|
|
 |
 |
 |
 |
Python Programming Language
|
 |
 |
 |
 |
 |
 |
 |
 |
Can os.remove followed by os.path.isfile disagree?
Can os.path.isfile(x) ever return True after os.remove(x) has successfully completed? (Windows 2003, Python 2.3) We had a couple of failures in a server application that we cannot yet reproduce in a simple case. Analysis of the code suggests that the only possible explanation is that the following occurs, os.remove(x) .... stuff if os.path.isfile(x): raise "Ooops, how did we get here?" file(x, "wb").write(content) We end up in the raise. By the time we get to look at the system the file is actually gone, presumably because of the os.remove. The "stuff" is a handful of lines of code which don't take any significant time to perform. There are no "try" blocks to mask a failure in the os.remove call. The application is multithreaded so it is possible that another thread writes to the file between the "remove" and the "isfile", but at the end of the failure the file is actually not on the filesystem and I don't believe there is a way that the file could be removed again in this scenario.

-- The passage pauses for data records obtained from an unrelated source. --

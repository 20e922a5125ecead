// SPDX-License-Identifier: MPL-2.0
// This Source Code Form is subject to the terms of the Mozilla Public
// License, v. 2.0. If a copy of the MPL was not distributed with this
// file, You can obtain one at https://mozilla.org/MPL/2.0/.

//! Normalized volume type.
//!
//! The platform exposes loudness as a percentage; receivers speak decibels.
//! [`Volume`] is the platform side of that mapping and is always within
//! 0-100.

use std::fmt;

use serde::{Deserialize, Serialize};

use crate::error::ValueError;

/// Volume level as a percentage (0-100).
///
/// # Examples
///
/// ```
/// use nadav_lib::types::Volume;
///
/// let vol = Volume::new(40).unwrap();
/// assert_eq!(vol.value(), 40);
///
/// assert_eq!(Volume::MIN.value(), 0);
/// assert_eq!(Volume::MAX.value(), 100);
///
/// // Invalid values return error
/// assert!(Volume::new(101).is_err());
/// ```
#[derive(
    Debug, Clone, Copy, PartialEq, Eq, PartialOrd, Ord, Hash, Default, Serialize, Deserialize,
)]
#[serde(try_from = "u8", into = "u8")]
pub struct Volume(u8);

impl Volume {
    /// Silent (0%).
    pub const MIN: Self = Self(0);

    /// Full scale (100%).
    pub const MAX: Self = Self(100);

    /// Creates a new volume value.
    ///
    /// # Errors
    ///
    /// Returns `ValueError::OutOfRange` if value exceeds 100.
    pub fn new(value: u8) -> Result<Self, ValueError> {
        if value > 100 {
            return Err(ValueError::OutOfRange {
                min: 0,
                max: 100,
                actual: i32::from(value),
            });
        }
        Ok(Self(value))
    }

    /// Creates a volume value, clamping to the valid range.
    ///
    /// # Examples
    ///
    /// ```
    /// use nadav_lib::types::Volume;
    ///
    /// assert_eq!(Volume::clamped(-5).value(), 0);
    /// assert_eq!(Volume::clamped(150).value(), 100);
    /// ```
    #[must_use]
    pub fn clamped(value: i64) -> Self {
        // Safe: clamped into 0..=100 first
        #[allow(clippy::cast_possible_truncation, clippy::cast_sign_loss)]
        let v = value.clamp(0, 100) as u8;
        Self(v)
    }

    /// Returns the percentage value.
    #[must_use]
    pub const fn value(&self) -> u8 {
        self.0
    }

    /// Returns the value as a float between 0.0 and 1.0.
    #[must_use]
    pub fn as_fraction(&self) -> f64 {
        f64::from(self.0) / 100.0
    }
}

impl fmt::Display for Volume {
    fn fmt(&self, f: &mut fmt::Formatter<'_>) -> fmt::Result {
        write!(f, "{}%", self.0)
    }
}

impl TryFrom<u8> for Volume {
    type Error = ValueError;

    fn try_from(value: u8) -> Result<Self, Self::Error> {
        Self::new(value)
    }
}

impl From<Volume> for u8 {
    fn from(volume: Volume) -> Self {
        volume.0
    }
}

/// Direction of a relative volume step.
#[derive(Debug, Clone, Copy, PartialEq, Eq, Hash)]
pub enum StepDirection {
    /// Louder.
    Up,
    /// Quieter.
    Down,
}

impl StepDirection {
    /// Returns `1` for up and `-1` for down.
    #[must_use]
    pub const fn sign(self) -> i32 {
        match self {
            Self::Up => 1,
            Self::Down => -1,
        }
    }
}
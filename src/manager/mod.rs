// SPDX-License-Identifier: MPL-2.0
// This Source Code Form is subject to the terms of the Mozilla Public
// License, v. 2.0. If a copy of the MPL was not distributed with this
// file, You can obtain one at https://mozilla.org/MPL/2.0/.

//! Receiver lifecycle: configuration, connection supervision and the
//! multi-device manager.
//!
//! # Overview
//!
//! - [`DeviceConfig`] describes how to reach one receiver and its volume
//!   limits and input names.
//! - [`ReceiverDevice`] owns the connection to one receiver, retries
//!   commands across reconnects and keeps the [`DeviceState`](crate::state::DeviceState).
//! - [`spawn_watchdog`] reconnects a receiver that dropped off.
//! - [`DeviceManager`] holds many receivers behind one event bus.
//!
//! # Examples
//!
//! ## A single receiver
//!
//! ```no_run
//! use nadav_lib::manager::{ConnectionPolicy, DeviceConfig, ReceiverDevice};
//!
//! # async fn example() -> nadav_lib::Result<()> {
//! let config = DeviceConfig::telnet("192.168.1.41", 23).with_name("Kitchen");
//! let mut receiver = ReceiverDevice::new(config, ConnectionPolicy::default())?;
//!
//! receiver.try_connect().await?;
//! receiver.try_turn_on().await?;
//! receiver.try_volume_up().await?;
//! # Ok(())
//! # }
//! ```
//!
//! ## Watching state through the manager
//!
//! ```no_run
//! use nadav_lib::manager::{DeviceConfig, DeviceManager};
//!
//! # async fn example() -> nadav_lib::Result<()> {
//! let manager = DeviceManager::new();
//! let id = manager.add_device(DeviceConfig::tcp("192.168.1.40")).await?;
//!
//! if let Some(mut state_rx) = manager.watch_device(&id).await {
//!     tokio::spawn(async move {
//!         while state_rx.changed().await.is_ok() {
//!             let state = state_rx.borrow();
//!             println!("volume {}", state.volume());
//!         }
//!     });
//! }
//! manager.connect(&id).await?;
//! # Ok(())
//! # }
//! ```

mod connection;
mod device_config;
mod device_manager;
mod managed_device;
mod receiver;
mod watchdog;

pub use connection::ConnectionManager;
pub use device_config::{
    ConnectionPolicy, ConnectionType, DEFAULT_MAX_VOLUME, DEFAULT_MIN_VOLUME, DEFAULT_PORT,
    DEFAULT_SERIAL_PORT, DEFAULT_VOLUME_STEP, DeviceConfig, MAX_VOLUME_STEP, VOLUME_LIMIT_CEILING,
    VOLUME_LIMIT_FLOOR,
};
pub use device_manager::DeviceManager;
pub use receiver::ReceiverDevice;
pub use watchdog::{reconnect_burst, spawn_watchdog};
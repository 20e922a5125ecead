// SPDX-License-Identifier: MPL-2.0
// This Source Code Form is subject to the terms of the Mozilla Public
// License, v. 2.0. If a copy of the MPL was not distributed with this
// file, You can obtain one at https://mozilla.org/MPL/2.0/.

//! Parsing of line-dialect replies.

use crate::error::ProtocolError;

/// Extracts the value from `line` if it answers `prefix` (e.g. `"Main.Power="`).
///
/// Receivers may echo the attribute in a different case, so the prefix match
/// ignores ASCII case.
///
/// # Examples
///
/// ```
/// use nadav_lib::command::reply_value;
///
/// assert_eq!(reply_value("Main.Power=On", "Main.Power="), Some("On"));
/// assert_eq!(reply_value("Main.Mute=Off", "Main.Power="), None);
/// ```
#[must_use]
pub fn reply_value<'a>(line: &'a str, prefix: &str) -> Option<&'a str> {
    let line = line.trim();
    let head = line.get(..prefix.len())?;
    head.eq_ignore_ascii_case(prefix)
        .then(|| line[prefix.len()..].trim())
}

/// Parses an `On`/`Off` value.
///
/// # Errors
///
/// Returns `ProtocolError::InvalidValue` for anything else.
pub fn parse_on_off(field: &str, value: &str) -> Result<bool, ProtocolError> {
    if value.eq_ignore_ascii_case("on") {
        Ok(true)
    } else if value.eq_ignore_ascii_case("off") {
        Ok(false)
    } else {
        Err(invalid(field, format!("expected On or Off, got {value:?}")))
    }
}

/// Parses a dB value, rounding fractional replies such as `-40.5`.
///
/// # Errors
///
/// Returns `ProtocolError::InvalidValue` if the value is not numeric.
pub fn parse_volume_db(value: &str) -> Result<i32, ProtocolError> {
    let db: f64 = value
        .parse()
        .map_err(|_| invalid("volume", format!("expected dB value, got {value:?}")))?;
    if !db.is_finite() || db.abs() > 1000.0 {
        return Err(invalid("volume", format!("dB value out of range: {value}")));
    }
    // Safe: bounded to +/-1000 above
    #[allow(clippy::cast_possible_truncation)]
    Ok(db.round() as i32)
}

/// Parses a numeric source code.
///
/// # Errors
///
/// Returns `ProtocolError::InvalidValue` if the value is not a small integer.
pub fn parse_source_code(value: &str) -> Result<u8, ProtocolError> {
    value
        .parse()
        .map_err(|_| invalid("source", format!("expected source code, got {value:?}")))
}

fn invalid(field: &str, message: String) -> ProtocolError {
    ProtocolError::InvalidValue {
        field: field.to_string(),
        message,
    }
}
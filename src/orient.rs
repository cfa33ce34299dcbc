//! Orientation checks for input images, shelling out to the AFNI tools.
//!
//! Requires `3dinfo`, `3drefit` and `3dresample` on the `PATH`.

use std::fs;
use std::process::{Command, Stdio};

use camino::{Utf8Path, Utf8PathBuf};
use thiserror::Error;

/// Errors that can occur while querying or rewriting image orientation.
#[derive(Debug, Error)]
pub enum OrientError {
    /// An I/O error occurred while staging files or spawning a tool.
    #[error("IO error: {0}")]
    Io(#[from] std::io::Error),

    /// An AFNI tool returned a non-zero exit code.
    #[error("{tool} failed: {stderr}")]
    Tool { tool: &'static str, stderr: String },

    /// The input path has no file name component.
    #[error("input path has no file name: {0}")]
    NoFileName(Utf8PathBuf),
}

fn run_tool(tool: &'static str, args: &[&str]) -> Result<Vec<u8>, OrientError> {
    let output = Command::new(tool)
        .args(args)
        .stdout(Stdio::piped())
        .stderr(Stdio::piped())
        .output()?;

    if !output.status.success() {
        return Err(OrientError::Tool {
            tool,
            stderr: String::from_utf8_lossy(&output.stderr).trim().to_string(),
        });
    }

    Ok(output.stdout)
}

/// Reorient an image to the desired orientation code (e.g. `RPI`).
///
/// Works on a scratch copy so the original file is never modified; the
/// reoriented image lands in `workdir` as `reoriented_{basename}`, replacing
/// any stale output from an earlier run.
pub fn reorient_image(
    input: &Utf8Path,
    orientation: &str,
    workdir: &Utf8Path,
) -> Result<Utf8PathBuf, OrientError> {
    let basename = input
        .file_name()
        .ok_or_else(|| OrientError::NoFileName(input.to_owned()))?;
    let output = workdir.join(format!("reoriented_{basename}"));
    let scratch = workdir.join(format!("temp_{basename}"));

    if output.exists() {
        fs::remove_file(&output)?;
    }
    fs::copy(input, &scratch)?;

    let result = run_tool("3drefit", &["-deoblique", scratch.as_str()]).and_then(|_| {
        run_tool(
            "3dresample",
            &[
                "-orient",
                orientation,
                "-prefix",
                output.as_str(),
                "-inset",
                scratch.as_str(),
            ],
        )
    });

    fs::remove_file(&scratch)?;
    result?;

    Ok(output)
}

/// Report an image's orientation and rewrite it when it differs from the
/// desired code.
///
/// Reorientation failures never take the pipeline down: the original file is
/// returned and the failure logged. Only the orientation query itself can
/// error.
pub fn check_orientation(
    input: &Utf8Path,
    desired: &str,
    reorient: bool,
    workdir: &Utf8Path,
) -> Result<Utf8PathBuf, OrientError> {
    let stdout = run_tool("3dinfo", &["-orient", input.as_str()])?;
    let orientation = String::from_utf8_lossy(&stdout).trim().to_uppercase();

    if orientation != desired && reorient {
        tracing::info!("reorienting {input} from {orientation} to {desired}");
        match reorient_image(input, desired, workdir) {
            Ok(output) => Ok(output),
            Err(err) => {
                tracing::error!("couldn't reorient {input} to {desired}: {err}");
                Ok(input.to_owned())
            }
        }
    } else {
        tracing::info!("orientation of {input} is {orientation}, keeping as-is");
        Ok(input.to_owned())
    }
}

Regards, Paul
ppater @gmail.com wrote: > Can os.path.isfile(x) ever return True after os.remove(x) has > successfully completed? (Windows 2003, Python 2.3) > We had a couple of failures in a server application that we cannot yet > reproduce in a simple case. Analysis of the code suggests that the > only possible explanation is that the following occurs, > os.remove(x) > .... stuff > if os.path.isfile(x): > raise "Ooops, how did we get here?" > file(x, "wb").write(content) > We end up in the raise. By the time we get to look at the system the > file is actually gone, presumably because of the os.remove. > The "stuff" is a handful of lines of code which don't take any > significant time to perform. There are no "try" blocks to mask a > failure in the os.remove call. > The application is multithreaded so it is possible that another thread > writes to the file between the "remove" and the "isfile", but at the > end of the failure the file is actually not on the filesystem and I > don't believe there is a way that the file could be removed again in > this scenario.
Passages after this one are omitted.